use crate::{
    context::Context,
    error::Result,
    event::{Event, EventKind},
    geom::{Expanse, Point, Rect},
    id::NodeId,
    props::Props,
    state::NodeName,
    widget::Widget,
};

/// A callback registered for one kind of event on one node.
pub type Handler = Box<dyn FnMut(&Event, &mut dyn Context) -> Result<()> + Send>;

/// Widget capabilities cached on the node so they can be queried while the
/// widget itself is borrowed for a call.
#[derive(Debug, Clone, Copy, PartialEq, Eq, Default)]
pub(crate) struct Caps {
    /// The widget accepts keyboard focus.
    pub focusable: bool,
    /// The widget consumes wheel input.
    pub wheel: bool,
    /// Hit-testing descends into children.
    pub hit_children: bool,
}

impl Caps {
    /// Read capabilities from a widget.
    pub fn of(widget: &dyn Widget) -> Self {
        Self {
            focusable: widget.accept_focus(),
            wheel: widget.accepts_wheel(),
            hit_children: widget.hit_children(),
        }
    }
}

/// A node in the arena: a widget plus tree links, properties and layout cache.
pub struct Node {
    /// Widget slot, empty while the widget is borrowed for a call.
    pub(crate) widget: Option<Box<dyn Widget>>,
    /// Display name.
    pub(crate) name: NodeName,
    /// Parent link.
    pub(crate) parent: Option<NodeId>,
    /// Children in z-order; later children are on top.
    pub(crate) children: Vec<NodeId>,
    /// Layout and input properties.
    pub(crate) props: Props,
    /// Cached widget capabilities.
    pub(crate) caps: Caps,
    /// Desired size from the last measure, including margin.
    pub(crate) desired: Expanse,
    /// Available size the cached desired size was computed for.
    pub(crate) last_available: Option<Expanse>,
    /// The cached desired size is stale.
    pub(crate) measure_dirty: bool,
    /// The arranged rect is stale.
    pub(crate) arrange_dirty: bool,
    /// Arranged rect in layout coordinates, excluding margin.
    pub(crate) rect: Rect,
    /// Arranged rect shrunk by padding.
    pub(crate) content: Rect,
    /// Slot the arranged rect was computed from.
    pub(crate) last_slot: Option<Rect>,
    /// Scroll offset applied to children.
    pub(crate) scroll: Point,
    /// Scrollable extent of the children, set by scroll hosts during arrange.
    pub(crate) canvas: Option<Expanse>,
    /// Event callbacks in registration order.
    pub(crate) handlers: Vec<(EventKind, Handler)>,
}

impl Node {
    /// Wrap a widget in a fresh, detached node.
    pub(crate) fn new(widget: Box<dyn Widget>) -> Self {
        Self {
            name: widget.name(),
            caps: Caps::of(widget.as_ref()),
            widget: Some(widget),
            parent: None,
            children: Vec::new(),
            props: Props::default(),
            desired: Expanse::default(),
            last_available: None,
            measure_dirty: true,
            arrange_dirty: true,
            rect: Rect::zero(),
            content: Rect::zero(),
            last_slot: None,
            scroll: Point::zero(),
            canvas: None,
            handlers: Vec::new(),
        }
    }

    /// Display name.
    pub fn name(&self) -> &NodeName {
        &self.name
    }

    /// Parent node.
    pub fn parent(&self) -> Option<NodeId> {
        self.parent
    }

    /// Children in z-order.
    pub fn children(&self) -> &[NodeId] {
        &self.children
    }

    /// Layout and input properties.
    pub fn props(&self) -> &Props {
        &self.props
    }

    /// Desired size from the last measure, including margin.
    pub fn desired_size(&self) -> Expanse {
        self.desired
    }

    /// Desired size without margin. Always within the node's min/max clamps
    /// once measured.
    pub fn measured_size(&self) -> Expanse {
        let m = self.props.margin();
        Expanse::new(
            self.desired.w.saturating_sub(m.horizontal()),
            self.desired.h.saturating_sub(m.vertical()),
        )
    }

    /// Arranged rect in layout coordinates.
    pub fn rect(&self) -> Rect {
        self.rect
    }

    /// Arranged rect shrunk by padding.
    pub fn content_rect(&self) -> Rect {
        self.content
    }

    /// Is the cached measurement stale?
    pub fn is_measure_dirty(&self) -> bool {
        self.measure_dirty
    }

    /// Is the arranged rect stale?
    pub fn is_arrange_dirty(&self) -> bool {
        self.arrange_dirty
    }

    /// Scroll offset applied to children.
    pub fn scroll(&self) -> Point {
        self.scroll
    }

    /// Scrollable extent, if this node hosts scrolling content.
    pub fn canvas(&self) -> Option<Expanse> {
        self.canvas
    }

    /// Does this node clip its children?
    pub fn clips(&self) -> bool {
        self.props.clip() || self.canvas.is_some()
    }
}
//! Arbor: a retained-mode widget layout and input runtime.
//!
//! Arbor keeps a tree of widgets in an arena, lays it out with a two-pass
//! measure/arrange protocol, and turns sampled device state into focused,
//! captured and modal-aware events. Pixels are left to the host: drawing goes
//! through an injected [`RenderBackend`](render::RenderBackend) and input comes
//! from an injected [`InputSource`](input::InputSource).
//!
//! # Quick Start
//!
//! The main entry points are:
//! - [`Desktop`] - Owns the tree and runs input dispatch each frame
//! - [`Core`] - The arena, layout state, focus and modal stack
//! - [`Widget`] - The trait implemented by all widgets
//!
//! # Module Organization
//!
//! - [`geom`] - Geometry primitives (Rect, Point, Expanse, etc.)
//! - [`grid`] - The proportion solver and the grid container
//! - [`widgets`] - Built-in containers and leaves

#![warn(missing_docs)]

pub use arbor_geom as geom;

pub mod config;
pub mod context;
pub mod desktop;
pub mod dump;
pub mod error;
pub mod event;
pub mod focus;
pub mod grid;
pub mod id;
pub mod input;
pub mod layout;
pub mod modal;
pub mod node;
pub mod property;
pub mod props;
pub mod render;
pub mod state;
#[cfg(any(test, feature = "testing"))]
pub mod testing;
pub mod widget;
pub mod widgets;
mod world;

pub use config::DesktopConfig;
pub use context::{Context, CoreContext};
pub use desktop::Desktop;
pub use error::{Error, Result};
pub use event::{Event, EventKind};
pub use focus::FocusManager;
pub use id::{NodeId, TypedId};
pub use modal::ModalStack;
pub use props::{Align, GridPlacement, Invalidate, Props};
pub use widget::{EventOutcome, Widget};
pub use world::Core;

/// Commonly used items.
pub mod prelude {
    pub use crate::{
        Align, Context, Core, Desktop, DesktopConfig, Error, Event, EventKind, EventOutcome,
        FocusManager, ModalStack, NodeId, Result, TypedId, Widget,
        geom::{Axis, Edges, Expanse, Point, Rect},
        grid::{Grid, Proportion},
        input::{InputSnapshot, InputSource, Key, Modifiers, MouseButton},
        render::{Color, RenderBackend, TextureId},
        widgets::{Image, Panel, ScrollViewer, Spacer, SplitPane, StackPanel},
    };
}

● ● ● ● ● ● ●

Set down, please, the lines from the line holding "pub mod widgets;" through the final line of the data, exactly and with nothing added.

pub mod widgets;
mod world;

pub use config::DesktopConfig;
pub use context::{Context, CoreContext};
pub use desktop::Desktop;
pub use error::{Error, Result};
pub use event::{Event, EventKind};
pub use focus::FocusManager;
pub use id::{NodeId, TypedId};
pub use modal::ModalStack;
pub use props::{Align, GridPlacement, Invalidate, Props};
pub use widget::{EventOutcome, Widget};
pub use world::Core;

/// Commonly used items.
pub mod prelude {
    pub use crate::{
        Align, Context, Core, Desktop, DesktopConfig, Error, Event, EventKind, EventOutcome,
        FocusManager, ModalStack, NodeId, Result, TypedId, Widget,
        geom::{Axis, Edges, Expanse, Point, Rect},
        grid::{Grid, Proportion},
        input::{InputSnapshot, InputSource, Key, Modifiers, MouseButton},
        render::{Color, RenderBackend, TextureId},
        widgets::{Image, Panel, ScrollViewer, Spacer, SplitPane, StackPanel},
    };
}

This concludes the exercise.